And then there was this at the end of Herbert’s column: “I had lunch with the historian Howard Zinn just a few weeks before he died in January 2010. He was chagrined about the state of affairs in the U.S. but not at all daunted. ‘If there is going to be change,’ he said, ‘real change, it will have to work its way from the bottom up, from the people themselves.’ …I thought of that as I watched the coverage of the ecstatic celebrations in the streets of Cairo.”[13] Very soon, Herbert would be able to think of Zinn’s comments again, no doubt, as hundreds of thousands of public sector workers and their supporters hit the streets and occupied the halls of state government in Madison, Wisconsin in a multi-week mass protest against the regressive, anti-union policies of Wisconsin’s right-wing governor Scott Walker.

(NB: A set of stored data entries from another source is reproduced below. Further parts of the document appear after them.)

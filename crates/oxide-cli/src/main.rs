//! Oxide cache restore CLI entrypoint.

use clap::Parser;
use console::style;
use tracing_subscriber::EnvFilter;

mod commands;
mod config;
mod handlers;


use commands::{Commands, ConfigCommands};
use config::CliConfig;

#[derive(Parser)]
#[command(name = "oxide")]
#[command(author, version, about = "Oxide CI cache restore", long_about = None)]
struct Cli {
    #[command(subcommand)]
    command: Commands,
}

#[tokio::main]
async fn main() {
    tracing_subscriber::fmt()
        .with_env_filter(
            EnvFilter::try_from_default_env().unwrap_or_else(|_| EnvFilter::new("info")),
        )
        .with_writer(std::io::stderr)
        .init();

    let cli = Cli::parse();

    if let Err(e) = run(cli).await {
        eprintln!("{} {}", style("✗").red(), e);
        let mut source = e.source();
        while let Some(cause) = source {
            eprintln!("  caused by: {}", cause);
            source = cause.source();
        }
        let invalid_input = e
            .downcast_ref::<oxide_core::Error>()
            .is_some_and(oxide_core::Error::is_validation);
        std::process::exit(if invalid_input { 2 } else { 1 });
    }
}

async fn run(cli: Cli) -> Result<(), Box<dyn std::error::Error>> {
    let config = CliConfig::load()?;

    match cli.command {
        Commands::Restore(args) => handlers::restore(&config, &args).await?,
        Commands::Config { command } => match command {
            ConfigCommands::Show => handlers::show_config(&config)?,
            ConfigCommands::Set { key, value } => handlers::set_config(&key, &value)?,
        },
    }

    Ok(())
}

I am happy to stand somewhat corrected on Herbert. But here’s an interesting follow-up to my correction, one suggesting that my broader take on the Times is as right as ever. Nearly two weeks ago, Herbert wrote his final column for the great corporate newspaper paper that bears the monumentally arrogant slogan “All the News That’s Fit to Print” across its masthead. It was an eloquent attack on the moral nothingness of a nation (the U.S.) that can “pour… shiploads of cash into yet another war, this time in Libya, while simultaneously demolishing school budgets, closing libraries, laying off teachers and police officers, and generally letting the bottom fall out of the quality of life here at home…the corporations and the very wealthy continue to do well. The employment crisis never gets addressed. The wars never end….”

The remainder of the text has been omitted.